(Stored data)
* * * * * * *
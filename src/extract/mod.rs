//! Record extraction from search responses.
//!
//! Flattens every (leg, fare product) pair under `data.Trips[0].Flights` into a
//! [`FlightRecord`], drops unpriced products, and removes exact duplicates
//! while keeping the order of first occurrence.

mod derive;
mod path;
mod record;

use std::collections::HashSet;

use serde_json::Value;

pub use derive::{has_stops, overnight_flag, split_date_time, total_available_seats};
pub use path::{lookup, render, text_at};
pub use record::FlightRecord;

use crate::error_handling::ExtractError;

/// Records kept from one response, with what was dropped along the way.
#[derive(Debug, Clone, PartialEq, Eq)]
pub struct Extraction {
    /// Unique priced records, in order of first occurrence
    pub records: Vec<FlightRecord>,
    /// Leg/product pairs seen before any filtering
    pub raw_count: usize,
    /// Pairs dropped for lacking a price
    pub unpriced_dropped: usize,
    /// Priced records dropped as exact duplicates
    pub duplicates_dropped: usize,
}

/// Extracts unique priced records from a search response.
///
/// # Errors
///
/// Returns `ExtractError::MissingFlights` when the response has no flight list.
/// A leg without `Products` simply contributes nothing.
pub fn extract_records(response: &Value) -> Result<Extraction, ExtractError> {
    let flights = lookup(response, "/data/Trips/0/Flights")
        .and_then(Value::as_array)
        .ok_or(ExtractError::MissingFlights)?;

    let mut raw_count = 0;
    let mut priced = Vec::new();
    for flight in flights {
        let Some(products) = flight.get("Products").and_then(Value::as_array) else {
            continue;
        };
        for product in products {
            raw_count += 1;
            if FlightRecord::is_priced(product) {
                priced.push(FlightRecord::from_leg(flight, product));
            }
        }
    }

    let unpriced_dropped = raw_count - priced.len();
    let priced_count = priced.len();
    let records = dedup_records(priced);

    Ok(Extraction {
        duplicates_dropped: priced_count - records.len(),
        records,
        raw_count,
        unpriced_dropped,
    })
}

/// Drops records identical to an earlier one, preserving first-occurrence order.
pub fn dedup_records(records: Vec<FlightRecord>) -> Vec<FlightRecord> {
    let mut seen = HashSet::with_capacity(records.len());
    records
        .into_iter()
        .filter(|record| seen.insert(record.clone()))
        .collect()
}

#[cfg(test)]
mod tests {
    use super::*;
    use serde_json::json;

    fn leg(number: &str, products: Value) -> Value {
        json!({
            "DepartDateTime": "2024-06-10 17:35",
            "DestinationDateTime": "2024-06-11 11:05",
            "OperatingCarrier": "UA",
            "OriginalFlightNumber": number,
            "BookingClassAvailability": "J9|Y9",
            "Products": products
        })
    }

    fn priced(cabin: &str, points: f64) -> Value {
        json!({
            "CabinType": cabin,
            "Prices": [
                {"Amount": points, "Currency": "MILES"},
                {"Amount": 5.6, "Currency": "USD"}
            ]
        })
    }

    fn response(flights: Vec<Value>) -> Value {
        json!({"data": {"Trips": [{"Flights": flights}]}})
    }

    #[test]
    fn test_identical_products_collapse_to_one() {
        let body = response(vec![leg(
            "178",
            json!([priced("Business", 80000.0), priced("Business", 80000.0)]),
        )]);
        let extraction = extract_records(&body).unwrap();
        assert_eq!(extraction.raw_count, 2);
        assert_eq!(extraction.records.len(), 1);
        assert_eq!(extraction.duplicates_dropped, 1);
        assert_eq!(extraction.unpriced_dropped, 0);
    }

    #[test]
    fn test_unpriced_products_dropped() {
        let body = response(vec![leg(
            "178",
            json!([
                priced("Business", 80000.0),
                {"CabinType": "First", "Prices": []},
                {"CabinType": "Economy"}
            ]),
        )]);
        let extraction = extract_records(&body).unwrap();
        assert_eq!(extraction.raw_count, 3);
        assert_eq!(extraction.unpriced_dropped, 2);
        assert!(extraction.records.iter().all(|r| !r.airline_points.is_empty()));
    }

    #[test]
    fn test_zero_amount_product_dropped() {
        let body = response(vec![leg(
            "178",
            json!([
                {"CabinType": "Business", "Prices": [
                    {"Amount": 0, "Currency": "MILES"},
                    {"Amount": 5.6, "Currency": "USD"}
                ]},
                {"CabinType": "First", "Prices": [{"Amount": 0.0}]}
            ]),
        )]);
        let extraction = extract_records(&body).unwrap();
        assert_eq!(extraction.raw_count, 2);
        assert_eq!(extraction.unpriced_dropped, 2);
        assert!(extraction.records.is_empty());
    }

    #[test]
    fn test_order_of_first_occurrence_kept() {
        let body = response(vec![
            leg("178", json!([priced("Business", 80000.0)])),
            leg("124", json!([priced("Business", 70000.0)])),
            leg("178", json!([priced("Business", 80000.0)])),
        ]);
        let numbers: Vec<String> = extract_records(&body)
            .unwrap()
            .records
            .into_iter()
            .map(|r| r.operating_flight_number)
            .collect();
        assert_eq!(numbers, vec!["178", "124"]);
    }

    #[test]
    fn test_extraction_is_idempotent() {
        let body = response(vec![
            leg("178", json!([priced("Business", 80000.0), priced("First", 120000.0)])),
            leg("178", json!([priced("Business", 80000.0)])),
        ]);
        let first = extract_records(&body).unwrap();
        let second = extract_records(&body).unwrap();
        assert_eq!(first, second);
        assert!(first.records.len() <= first.raw_count);
        assert_eq!(dedup_records(first.records.clone()), first.records);
    }

    #[test]
    fn test_leg_without_products_contributes_nothing() {
        let body = response(vec![json!({"OriginalFlightNumber": "9"})]);
        let extraction = extract_records(&body).unwrap();
        assert_eq!(extraction.raw_count, 0);
        assert!(extraction.records.is_empty());
    }

    #[test]
    fn test_missing_flight_list() {
        assert_eq!(
            extract_records(&json!({"data": {"Trips": []}})),
            Err(ExtractError::MissingFlights)
        );
        assert_eq!(
            extract_records(&json!({"errors": ["blocked"]})),
            Err(ExtractError::MissingFlights)
        );
    }
}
* * * * * * *
What you need to do:
When the entries above show the word "usize" in a line, copy that line out.

Solution for this problem:
    pub raw_count: usize,
    pub unpriced_dropped: usize,
    pub duplicates_dropped: usize,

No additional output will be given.